WORK TO COMPLETE ▸
Report back each line of the data that contains the word "InvalidAmount".

START DATA SECTION

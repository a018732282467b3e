//! The ledger facade.
//!
//! Every balance change in the service goes through [`LedgerService`] or
//! through one of the compound store operations it shares primitives with
//! (job reservation, code claims, transaction settlement). Amounts are
//! validated here; exclusion is left to the store's guarded writes.

use std::sync::Arc;

use clipledger_core::{Account, Job, JobStatus, LedgerError, UserId, MAX_CREDIT_AMOUNT};
use clipledger_store::{DebitOutcome, Store};

use crate::error::Result;

/// Reservation, refund and credit operations on account balances.
#[derive(Clone)]
pub struct LedgerService {
    store: Arc<dyn Store>,
    starting_balance: i64,
}

impl LedgerService {
    /// Create a ledger over `store`, granting `starting_balance` to new accounts.
    pub fn new(store: Arc<dyn Store>, starting_balance: i64) -> Self {
        Self {
            store,
            starting_balance,
        }
    }

    /// Balance granted on first touch.
    #[must_use]
    pub fn starting_balance(&self) -> i64 {
        self.starting_balance
    }

    /// Create the account with the starting balance if absent, then read it.
    pub async fn ensure_account(&self, user_id: &UserId) -> Result<Account> {
        Ok(self
            .store
            .ensure_account(user_id, self.starting_balance)
            .await?)
    }

    /// Current balance, creating the account lazily.
    pub async fn balance(&self, user_id: &UserId) -> Result<i64> {
        Ok(self.ensure_account(user_id).await?.balance)
    }

    /// Deduct `amount` if the balance covers it. Returns the new balance.
    pub async fn reserve(&self, user_id: &UserId, amount: i64) -> Result<i64> {
        validate_amount(amount)?;
        self.ensure_account(user_id).await?;

        match self.store.debit(user_id, amount).await? {
            DebitOutcome::Debited { balance } => {
                tracing::info!(user_id = %user_id, amount, balance, "Credits reserved");
                Ok(balance)
            }
            DebitOutcome::Insufficient { balance } => {
                tracing::info!(
                    user_id = %user_id,
                    balance,
                    required = amount,
                    "Reservation refused"
                );
                Err(LedgerError::InsufficientCredit {
                    balance,
                    required: amount,
                }
                .into())
            }
        }
    }

    /// Add `amount`, creating the account first if needed. Returns the new balance.
    pub async fn credit(&self, user_id: &UserId, amount: i64) -> Result<i64> {
        validate_amount(amount)?;
        self.ensure_account(user_id).await?;

        let balance = self.store.credit(user_id, amount).await?;
        tracing::info!(user_id = %user_id, amount, balance, "Credits added");
        Ok(balance)
    }

    /// Move `job` into `failed` and credit its cost back, once.
    ///
    /// Returns the owner's new balance if this call performed the
    /// transition, `None` if the job was already terminal.
    pub async fn refund(&self, job: &Job, reason: &str) -> Result<Option<i64>> {
        self.refund_from(job, &JobStatus::ACTIVE, reason).await
    }

    /// Like [`refund`](Self::refund), but only while the job is still in one
    /// of `from`. A job that moved on since `job` was read is left alone.
    pub async fn refund_from(
        &self,
        job: &Job,
        from: &[JobStatus],
        reason: &str,
    ) -> Result<Option<i64>> {
        let refunded = self.store.fail_job(&job.id, from, reason).await?;

        match refunded {
            Some(balance) => tracing::info!(
                job_id = %job.id,
                user_id = %job.user_id,
                cost = job.cost,
                balance,
                reason = %reason,
                "Job failed and refunded"
            ),
            None => tracing::debug!(
                job_id = %job.id,
                from = ?from,
                "Refund skipped, job no longer in a refundable state"
            ),
        }
        Ok(refunded)
    }
}

fn validate_amount(amount: i64) -> Result<()> {
    if amount <= 0 {
        return Err(LedgerError::InvalidAmount(format!("{amount} must be positive")).into());
    }
    if amount > MAX_CREDIT_AMOUNT {
        return Err(LedgerError::InvalidAmount(format!(
            "{amount} exceeds the limit of {MAX_CREDIT_AMOUNT}"
        ))
        .into());
    }
    Ok(())
}
//! Error types for clipledger.

use crate::ids::IdError;

/// Result type for clipledger operations.
pub type Result<T> = std::result::Result<T, LedgerError>;

/// Domain errors raised by ledger, job and code operations.
#[derive(Debug, Clone, PartialEq, Eq, thiserror::Error)]
pub enum LedgerError {
    /// The account cannot cover the requested amount.
    #[error("insufficient credits: balance={balance}, required={required}")]
    InsufficientCredit {
        /// Balance observed when the reservation was refused.
        balance: i64,
        /// Amount that was requested.
        required: i64,
    },

    /// No redemption code with this value exists.
    #[error("redemption code not found")]
    CodeNotFound,

    /// The redemption code was already claimed.
    #[error("redemption code already redeemed")]
    CodeAlreadyRedeemed,

    /// Job not found (or not visible to the caller).
    #[error("job not found: {job_id}")]
    JobNotFound {
        /// The job ID that was not found.
        job_id: String,
    },

    /// Payment transaction not found.
    #[error("transaction not found: {transaction_id}")]
    TransactionNotFound {
        /// The transaction ID that was not found.
        transaction_id: String,
    },

    /// Invalid amount.
    #[error("invalid amount: {0}")]
    InvalidAmount(String),

    /// Invalid identifier.
    #[error("invalid identifier: {0}")]
    InvalidId(#[from] IdError),
}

END DATA SECTION

ANSWER SECTION ▸
        return Err(LedgerError::InvalidAmount(format!("{amount} must be positive")).into());
        return Err(LedgerError::InvalidAmount(format!(
    InvalidAmount(String),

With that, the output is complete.